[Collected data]
╭──

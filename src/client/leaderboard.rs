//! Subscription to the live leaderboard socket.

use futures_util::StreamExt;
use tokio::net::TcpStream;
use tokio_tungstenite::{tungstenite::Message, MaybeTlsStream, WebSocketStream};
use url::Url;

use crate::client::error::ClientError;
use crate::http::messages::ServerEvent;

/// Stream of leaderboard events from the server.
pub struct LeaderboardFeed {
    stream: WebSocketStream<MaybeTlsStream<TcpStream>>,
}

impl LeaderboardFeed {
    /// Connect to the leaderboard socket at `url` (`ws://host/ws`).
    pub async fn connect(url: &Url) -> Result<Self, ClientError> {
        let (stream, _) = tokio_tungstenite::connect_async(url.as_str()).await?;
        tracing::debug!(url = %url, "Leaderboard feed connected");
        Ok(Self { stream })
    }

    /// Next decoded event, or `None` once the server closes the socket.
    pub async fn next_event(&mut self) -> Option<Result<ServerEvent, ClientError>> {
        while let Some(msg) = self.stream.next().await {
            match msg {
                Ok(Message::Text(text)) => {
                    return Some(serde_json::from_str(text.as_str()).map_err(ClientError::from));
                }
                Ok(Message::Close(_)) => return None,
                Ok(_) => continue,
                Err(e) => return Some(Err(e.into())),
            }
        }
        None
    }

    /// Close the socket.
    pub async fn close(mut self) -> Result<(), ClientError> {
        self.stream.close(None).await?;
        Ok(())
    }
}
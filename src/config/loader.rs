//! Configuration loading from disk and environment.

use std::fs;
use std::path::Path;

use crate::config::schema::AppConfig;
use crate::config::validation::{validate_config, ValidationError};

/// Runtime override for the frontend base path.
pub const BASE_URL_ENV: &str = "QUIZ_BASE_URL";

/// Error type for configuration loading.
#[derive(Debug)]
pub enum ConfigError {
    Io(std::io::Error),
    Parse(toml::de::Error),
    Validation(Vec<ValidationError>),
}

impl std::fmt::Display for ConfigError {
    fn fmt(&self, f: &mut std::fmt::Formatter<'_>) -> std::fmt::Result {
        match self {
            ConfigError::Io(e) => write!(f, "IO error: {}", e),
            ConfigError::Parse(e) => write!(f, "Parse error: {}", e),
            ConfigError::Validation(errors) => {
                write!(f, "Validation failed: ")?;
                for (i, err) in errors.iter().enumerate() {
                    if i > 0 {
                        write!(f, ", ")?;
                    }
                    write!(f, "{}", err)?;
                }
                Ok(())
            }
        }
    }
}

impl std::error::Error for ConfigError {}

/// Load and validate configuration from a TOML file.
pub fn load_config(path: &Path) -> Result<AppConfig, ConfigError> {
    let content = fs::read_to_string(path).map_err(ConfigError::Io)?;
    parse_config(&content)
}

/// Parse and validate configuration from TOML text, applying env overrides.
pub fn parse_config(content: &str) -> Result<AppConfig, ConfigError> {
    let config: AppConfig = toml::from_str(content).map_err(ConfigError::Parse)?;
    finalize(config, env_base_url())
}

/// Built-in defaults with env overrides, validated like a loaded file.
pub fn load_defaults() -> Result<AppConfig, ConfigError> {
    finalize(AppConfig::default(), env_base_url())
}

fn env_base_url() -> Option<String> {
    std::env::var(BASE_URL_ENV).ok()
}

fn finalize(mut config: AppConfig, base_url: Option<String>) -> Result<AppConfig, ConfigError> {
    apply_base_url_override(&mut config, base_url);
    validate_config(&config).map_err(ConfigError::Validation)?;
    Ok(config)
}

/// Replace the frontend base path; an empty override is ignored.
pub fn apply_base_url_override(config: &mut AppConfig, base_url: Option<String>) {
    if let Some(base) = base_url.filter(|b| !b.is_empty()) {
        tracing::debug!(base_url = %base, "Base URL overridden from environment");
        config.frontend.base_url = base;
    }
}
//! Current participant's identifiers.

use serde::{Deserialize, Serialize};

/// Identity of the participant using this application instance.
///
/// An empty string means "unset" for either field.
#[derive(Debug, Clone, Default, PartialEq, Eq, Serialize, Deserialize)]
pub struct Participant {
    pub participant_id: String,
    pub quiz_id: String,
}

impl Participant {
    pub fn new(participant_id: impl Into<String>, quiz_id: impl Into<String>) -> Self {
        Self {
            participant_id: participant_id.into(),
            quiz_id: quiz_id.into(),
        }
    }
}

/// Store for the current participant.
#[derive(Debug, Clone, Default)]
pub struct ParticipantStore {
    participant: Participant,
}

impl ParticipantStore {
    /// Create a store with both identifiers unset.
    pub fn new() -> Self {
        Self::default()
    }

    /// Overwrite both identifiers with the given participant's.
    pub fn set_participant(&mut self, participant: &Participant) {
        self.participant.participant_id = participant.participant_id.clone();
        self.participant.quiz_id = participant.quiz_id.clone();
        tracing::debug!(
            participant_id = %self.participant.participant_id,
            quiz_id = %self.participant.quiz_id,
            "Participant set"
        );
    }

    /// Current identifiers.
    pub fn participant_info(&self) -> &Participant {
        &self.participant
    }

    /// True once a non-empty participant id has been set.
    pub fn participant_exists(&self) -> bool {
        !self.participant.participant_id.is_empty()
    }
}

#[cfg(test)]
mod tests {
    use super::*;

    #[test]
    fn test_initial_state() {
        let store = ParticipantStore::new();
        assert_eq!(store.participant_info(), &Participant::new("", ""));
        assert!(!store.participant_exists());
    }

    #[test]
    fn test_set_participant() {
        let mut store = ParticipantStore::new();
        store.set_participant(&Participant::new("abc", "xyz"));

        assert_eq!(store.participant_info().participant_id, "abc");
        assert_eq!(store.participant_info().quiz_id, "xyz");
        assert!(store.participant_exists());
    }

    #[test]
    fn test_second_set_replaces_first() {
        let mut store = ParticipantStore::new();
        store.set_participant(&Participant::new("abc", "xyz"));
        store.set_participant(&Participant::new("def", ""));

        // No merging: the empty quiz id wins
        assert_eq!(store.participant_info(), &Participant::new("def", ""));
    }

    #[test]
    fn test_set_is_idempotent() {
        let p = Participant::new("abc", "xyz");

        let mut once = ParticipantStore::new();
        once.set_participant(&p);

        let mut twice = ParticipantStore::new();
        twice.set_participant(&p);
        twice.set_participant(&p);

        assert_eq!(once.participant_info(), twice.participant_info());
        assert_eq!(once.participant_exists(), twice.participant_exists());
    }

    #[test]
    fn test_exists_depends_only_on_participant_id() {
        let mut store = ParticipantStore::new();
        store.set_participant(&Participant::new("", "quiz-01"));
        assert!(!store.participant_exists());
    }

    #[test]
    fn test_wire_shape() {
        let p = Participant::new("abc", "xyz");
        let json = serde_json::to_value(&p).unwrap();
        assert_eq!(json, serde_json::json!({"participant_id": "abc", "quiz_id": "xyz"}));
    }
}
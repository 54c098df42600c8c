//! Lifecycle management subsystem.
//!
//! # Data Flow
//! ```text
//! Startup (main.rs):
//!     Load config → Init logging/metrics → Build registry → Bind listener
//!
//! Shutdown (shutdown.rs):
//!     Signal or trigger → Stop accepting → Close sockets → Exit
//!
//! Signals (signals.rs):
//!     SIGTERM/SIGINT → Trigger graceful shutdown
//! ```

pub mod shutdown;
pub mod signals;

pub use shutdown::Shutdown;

╰──

▶ **Try it**: Above are the records; from them, give again exactly the lines from the one containing "config.frontend.base_url = base;" through the one containing "the given participant's.", both included.

▶ **Reply to the exercise**:
        config.frontend.base_url = base;
    }
}
//! Current participant's identifiers.

use serde::{Deserialize, Serialize};

/// Identity of the participant using this application instance.
///
/// An empty string means "unset" for either field.
#[derive(Debug, Clone, Default, PartialEq, Eq, Serialize, Deserialize)]
pub struct Participant {
    pub participant_id: String,
    pub quiz_id: String,
}

impl Participant {
    pub fn new(participant_id: impl Into<String>, quiz_id: impl Into<String>) -> Self {
        Self {
            participant_id: participant_id.into(),
            quiz_id: quiz_id.into(),
        }
    }
}

/// Store for the current participant.
#[derive(Debug, Clone, Default)]
pub struct ParticipantStore {
    participant: Participant,
}

impl ParticipantStore {
    /// Create a store with both identifiers unset.
    pub fn new() -> Self {
        Self::default()
    }

    /// Overwrite both identifiers with the given participant's.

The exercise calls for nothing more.